Billing Records Audits Require Prompt, Thorough Responses
EXECUTIVE SUMMARY
A billing audit from CMS can carry serious consequences. Understanding the process can improve the outcome.
- Always respond to audit notices promptly and fully.
- Ask an outside auditor to review the records CMS requests.
- Annual or semi-annual audits can detect problems before the government becomes involved.
A government billing records audit will make most hospital leaders nervous because of the potential financial — and even criminal — consequences, but understanding the process and best practices can alleviate the stress, says Christina M. Kuta, JD, an attorney with Roetzel & Andress in Chicago.
The number of audits has decreased in the past year or so, but Kuta says that probably is due to disruptions caused by the pandemic. She expects them to resume in full force soon.
Medicare and Medicaid audits come in several forms, from a general audit to one specifically designed to find suspected fraud. Investigators also may focus on healthcare organizations in a specific geographic region.
A common mistake is failing to respond promptly and appropriately to the audit notice, Kuta says. No matter what kind of audit is occurring, it always starts with a letter from the government. It is important to ensure there are updated mailing addresses for the organization and that mail sent to those addresses is checked regularly. If CMS sends an audit notice to a PO box that is checked only sporadically, you could lose valuable time before the audit date.
“I’ve had a number of clients who said they never received audit notices and didn’t respond to them, and that was a major issue with Medicare. Medicare was able to prove that they sent the notice through a trackable method, but the healthcare organization did not have an organized way for handling that kind of mail, and the notice fell through the cracks,” Kuta says. “You have to have a process so that anything coming from Medicare is opened quickly and appropriately.”
The audit notice will request certain documents, often referring to specific patients. The healthcare organization responds with the requested documents, then waits for the decision from CMS. Responding promptly is important, yet many organizations do not.
“I can’t tell you how many agencies I’ve seen who consider the response deadline a suggestion and not a requirement. They don’t respond by the 30 days or whatever is specified, or they don’t send everything they asked for, or they don’t respond at all,” she says. “Now you’ve irritated Medicare — and you never want to do that. You also have not helped your case in trying to show Medicare that you’re doing everything correctly, you don’t owe them any money, and they should leave you alone.”
Failing to respond in full by the deadline always is a big mistake. If the records request is burdensome, you can request more time and CMS usually will grant it. Kuta says CMS has never refused to extend a deadline when she asked on behalf of a client.
CMS will either state that it found no problem during the audit or outline what issues were found and how much money it wants refunded.
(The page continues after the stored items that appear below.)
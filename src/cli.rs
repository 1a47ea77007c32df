use crate::filter::FilterSpec;
use crate::runner::RunConfig;
use clap::Parser;
use std::path::PathBuf;

#[derive(Debug, Parser)]
#[command(name = "run-test-suites")]
#[command(about = "Run test suite executables on a filtered subset of their .datax test cases")]
#[command(version)]
pub struct Cli {
    /// Test suite executables to run
    #[arg(required = true, value_name = "EXECUTABLE")]
    pub executables: Vec<PathBuf>,

    /// Command token to run each executable through, e.g. a debugger (repeatable)
    #[arg(short = 'c', long = "command", value_name = "TOKEN", allow_hyphen_values = true)]
    pub command: Vec<String>,

    /// Skip test cases whose description matches this regex (repeatable)
    #[arg(short, long, value_name = "REGEX")]
    pub exclude: Vec<String>,

    /// Keep the filtered temporary .datax files
    #[arg(short, long)]
    pub keep: bool,

    /// List the selected test cases instead of running them
    #[arg(short, long)]
    pub list: bool,

    /// Run test cases whose description starts with this prefix (repeatable)
    #[arg(short, long, value_name = "PREFIX")]
    pub prefix: Vec<String>,

    /// Run test cases whose description contains a match for this regex (repeatable)
    #[arg(short, long, value_name = "REGEX")]
    pub regex: Vec<String>,

    /// Run test cases whose description contains this substring (repeatable)
    #[arg(short, long, value_name = "SUBSTRING")]
    pub substring: Vec<String>,

    /// Pass -v to each executable
    #[arg(short, long)]
    pub verbose: bool,
}

impl Cli {
    pub fn filter_spec(&self) -> FilterSpec {
        FilterSpec {
            substrings: self.substring.clone(),
            prefixes: self.prefix.clone(),
            regexes: self.regex.clone(),
            excludes: self.exclude.clone(),
        }
    }

    pub fn run_config(&self) -> RunConfig {
        let extra_args = if self.verbose {
            vec!["-v".to_string()]
        } else {
            Vec::new()
        };
        RunConfig {
            wrapper: self.command.clone(),
            extra_args,
            keep: self.keep,
        }
    }
}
“Medicare may suspend your payments during the review in certain circumstances as a way to capture that money in case they want money back after the audit,” Kuta says.
Audits from commercial payers usually are less extensive than a government audit, but they follow the same pattern and can be prompted by the same factors. For instance, a payer might notice that a hospital, clinic, or home health agency is billing for a certain code at a much higher rate than local competitors.
Commercial payer audits tend to strike less fear in the hearts of healthcare leaders because, unlike CMS, the third-party payers do not carry the threat of criminal penalties or kicking the organization out of government programs, which would be a death sentence for many.
Any time a healthcare organization is facing an audit by CMS, and sometimes commercial payers, it is a good idea to obtain an external audit by an independent source.
“It’s a mistake to send off all the records to Medicare with 100% confidence that everything is correct because you have total confidence in your biller who’s been doing your bills forever,” Kuta says. “That person only knows what they were taught. If you don’t have someone from outside review at least a subset of what Medicare is asking for, you’re doing yourself a disservice.”
If the outside reviewer spots problems in the records Medicare requested, the organization can note that up front when submitting the documents and explain how the problem will be corrected going forward. That will show a good faith effort and may influence CMS’ decision on refunds and penalties.
“I also encourage an annual or biannual audit of your billing records. It is always good to find your mistake before the government finds the issue,” Kuta says. “It allows the opportunity to resolve them in an efficient manner without waiting until you’re on the government’s radar.”